Stored data entries:
mod args;

use std::sync::Arc;
use std::time::Duration;

use anyhow::{bail, Context, Result};
use clap::Parser;
use tracing_subscriber::{layer::SubscriberExt, util::SubscriberInitExt};

use ycsb_db::backends;
use ycsb_db::harness::run_workers;
use ycsb_db::verify::{VerifyConfig, VerifyStats, VerifyWorker};
use ycsb_db::{CallContext, DbConfig, Registry};

use crate::args::Args;

fn main() {
    tracing_subscriber::registry()
        .with(
            tracing_subscriber::EnvFilter::try_from_default_env()
                .unwrap_or_else(|_| "ycsb_db=info".into()),
        )
        .with(tracing_subscriber::fmt::layer())
        .init();

    let args = Args::parse();

    let mut registry = Registry::new();
    backends::register_builtin(&mut registry);

    if args.list {
        if let Err(e) = list_backends(&registry) {
            eprintln!("Error: {:#}", e);
            std::process::exit(1);
        }
        return;
    }

    let runtime = match configure_runtime(&args) {
        Ok(runtime) => runtime,
        Err(e) => {
            eprintln!("Error: {:#}", e);
            std::process::exit(1);
        }
    };

    if let Err(e) = runtime.block_on(run_bench(&args, &registry)) {
        eprintln!("Error: {:#}", e);
        std::process::exit(1);
    }
}

fn configure_runtime(args: &Args) -> Result<tokio::runtime::Runtime> {
    let mut builder = tokio::runtime::Builder::new_multi_thread();
    builder.worker_threads(args.worker_threads.unwrap_or_else(num_cpus::get).max(1));

    if let Some(stack_size) = args.thread_stack_size {
        builder.thread_stack_size(stack_size);
    }

    if let Some(max_threads) = args.max_blocking_threads {
        builder.max_blocking_threads(max_threads);
    }

    builder
        .enable_all()
        .build()
        .context("failed to build tokio runtime")
}

fn load_config(args: &Args) -> Result<DbConfig> {
    let mut config = match &args.config {
        Some(path) => DbConfig::from_file(path)
            .with_context(|| format!("loading {}", path.display()))?,
        None => DbConfig::new(),
    };
    for property in &args.properties {
        config.set_property(property)?;
    }
    Ok(config)
}

fn list_backends(registry: &Registry) -> Result<()> {
    let runtime = tokio::runtime::Builder::new_current_thread()
        .enable_all()
        .build()?;
    println!("Registered backends:");
    for name in registry.names() {
        // Open each backend in a scratch directory to query its capabilities.
        let scratch = std::env::temp_dir().join(format!("ycsb-db-list-{}", name));
        let config = DbConfig::new()
            .with(format!("{}.dir", name), scratch.to_string_lossy().into_owned())
            .with(format!("{}.drop_data", name), "true");
        match registry.create(name, &config) {
            Ok(db) => {
                println!("  {:<12} {}", name, db.capabilities());
                runtime.block_on(db.close())?;
            }
            Err(e) => println!("  {:<12} (unavailable: {})", name, e),
        }
    }
    Ok(())
}

async fn run_bench(args: &Args, registry: &Registry) -> Result<()> {
    if args.num_clients == 0 {
        bail!("--num-clients must be at least 1");
    }

    let config = load_config(args)?;
    let db = registry
        .create(&args.database, &config)
        .with_context(|| format!("creating {} backend", args.database))?;

    let caps = db.capabilities();
    let path = args.path.resolve(caps);
    if path != args.path {
        tracing::warn!(
            backend = db.name(),
            requested = ?args.path,
            "backend lacks the requested capability, falling back to single-record operations"
        );
    }

    let mut call = CallContext::new();
    if let Some(secs) = args.timeout_secs {
        call = call.with_timeout(Duration::from_secs(secs));
    }

    let ctrl_c = call.cancellation().clone();
    tokio::spawn(async move {
        if tokio::signal::ctrl_c().await.is_ok() {
            tracing::warn!("interrupted, cancelling workers");
            ctrl_c.cancel();
        }
    });

    println!(
        "Running {} with {} concurrent clients ({:?} operations, {} capabilities)...",
        db.name(),
        args.num_clients,
        path,
        caps
    );

    let worker = Arc::new(VerifyWorker::new(VerifyConfig {
        table: args.table.clone(),
        record_count: args.record_count,
        load_pattern: args.load_pattern,
        chunk_size: args.chunk_size,
        path,
    }));

    let start = std::time::Instant::now();
    let reports = run_workers(db.clone(), &call, args.num_clients, worker).await;
    let elapsed = start.elapsed();
    db.close().await.context("closing database")?;
    let reports = reports?;

    let mut total = VerifyStats::default();
    let mut failed = 0;
    for report in &reports {
        match &report.result {
            Ok(stats) => total.merge(stats),
            Err(e) => {
                failed += 1;
                eprintln!("Client {} failed: {:#}", report.thread_id, e);
            }
        }
    }

    println!("\nBenchmark Complete");
    println!("{}", total);
    println!("Elapsed: {:.2?}", elapsed);

    if failed > 0 {
        bail!("{} of {} clients failed", failed, reports.len());
    }
    Ok(())
}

PROBLEM DETAILS: Print all of the entries again, exactly as written.

EXERCISE RESPONSE:
mod args;

use std::sync::Arc;
use std::time::Duration;

use anyhow::{bail, Context, Result};
use clap::Parser;
use tracing_subscriber::{layer::SubscriberExt, util::SubscriberInitExt};

use ycsb_db::backends;
use ycsb_db::harness::run_workers;
use ycsb_db::verify::{VerifyConfig, VerifyStats, VerifyWorker};
use ycsb_db::{CallContext, DbConfig, Registry};

use crate::args::Args;

fn main() {
    tracing_subscriber::registry()
        .with(
            tracing_subscriber::EnvFilter::try_from_default_env()
                .unwrap_or_else(|_| "ycsb_db=info".into()),
        )
        .with(tracing_subscriber::fmt::layer())
        .init();

    let args = Args::parse();

    let mut registry = Registry::new();
    backends::register_builtin(&mut registry);

    if args.list {
        if let Err(e) = list_backends(&registry) {
            eprintln!("Error: {:#}", e);
            std::process::exit(1);
        }
        return;
    }

    let runtime = match configure_runtime(&args) {
        Ok(runtime) => runtime,
        Err(e) => {
            eprintln!("Error: {:#}", e);
            std::process::exit(1);
        }
    };

    if let Err(e) = runtime.block_on(run_bench(&args, &registry)) {
        eprintln!("Error: {:#}", e);
        std::process::exit(1);
    }
}

fn configure_runtime(args: &Args) -> Result<tokio::runtime::Runtime> {
    let mut builder = tokio::runtime::Builder::new_multi_thread();
    builder.worker_threads(args.worker_threads.unwrap_or_else(num_cpus::get).max(1));

    if let Some(stack_size) = args.thread_stack_size {
        builder.thread_stack_size(stack_size);
    }

    if let Some(max_threads) = args.max_blocking_threads {
        builder.max_blocking_threads(max_threads);
    }

    builder
        .enable_all()
        .build()
        .context("failed to build tokio runtime")
}

fn load_config(args: &Args) -> Result<DbConfig> {
    let mut config = match &args.config {
        Some(path) => DbConfig::from_file(path)
            .with_context(|| format!("loading {}", path.display()))?,
        None => DbConfig::new(),
    };
    for property in &args.properties {
        config.set_property(property)?;
    }
    Ok(config)
}

fn list_backends(registry: &Registry) -> Result<()> {
    let runtime = tokio::runtime::Builder::new_current_thread()
        .enable_all()
        .build()?;
    println!("Registered backends:");
    for name in registry.names() {
        // Open each backend in a scratch directory to query its capabilities.
        let scratch = std::env::temp_dir().join(format!("ycsb-db-list-{}", name));
        let config = DbConfig::new()
            .with(format!("{}.dir", name), scratch.to_string_lossy().into_owned())
            .with(format!("{}.drop_data", name), "true");
        match registry.create(name, &config) {
            Ok(db) => {
                println!("  {:<12} {}", name, db.capabilities());
                runtime.block_on(db.close())?;
            }
            Err(e) => println!("  {:<12} (unavailable: {})", name, e),
        }
    }
    Ok(())
}

async fn run_bench(args: &Args, registry: &Registry) -> Result<()> {
    if args.num_clients == 0 {
        bail!("--num-clients must be at least 1");
    }

    let config = load_config(args)?;
    let db = registry
        .create(&args.database, &config)
        .with_context(|| format!("creating {} backend", args.database))?;

    let caps = db.capabilities();
    let path = args.path.resolve(caps);
    if path != args.path {
        tracing::warn!(
            backend = db.name(),
            requested = ?args.path,
            "backend lacks the requested capability, falling back to single-record operations"
        );
    }

    let mut call = CallContext::new();
    if let Some(secs) = args.timeout_secs {
        call = call.with_timeout(Duration::from_secs(secs));
    }

    let ctrl_c = call.cancellation().clone();
    tokio::spawn(async move {
        if tokio::signal::ctrl_c().await.is_ok() {
            tracing::warn!("interrupted, cancelling workers");
            ctrl_c.cancel();
        }
    });

    println!(
        "Running {} with {} concurrent clients ({:?} operations, {} capabilities)...",
        db.name(),
        args.num_clients,
        path,
        caps
    );

    let worker = Arc::new(VerifyWorker::new(VerifyConfig {
        table: args.table.clone(),
        record_count: args.record_count,
        load_pattern: args.load_pattern,
        chunk_size: args.chunk_size,
        path,
    }));

    let start = std::time::Instant::now();
    let reports = run_workers(db.clone(), &call, args.num_clients, worker).await;
    let elapsed = start.elapsed();
    db.close().await.context("closing database")?;
    let reports = reports?;

    let mut total = VerifyStats::default();
    let mut failed = 0;
    for report in &reports {
        match &report.result {
            Ok(stats) => total.merge(stats),
            Err(e) => {
                failed += 1;
                eprintln!("Client {} failed: {:#}", report.thread_id, e);
            }
        }
    }

    println!("\nBenchmark Complete");
    println!("{}", total);
    println!("Elapsed: {:.2?}", elapsed);

    if failed > 0 {
        bail!("{} of {} clients failed", failed, reports.len());
    }
    Ok(())
}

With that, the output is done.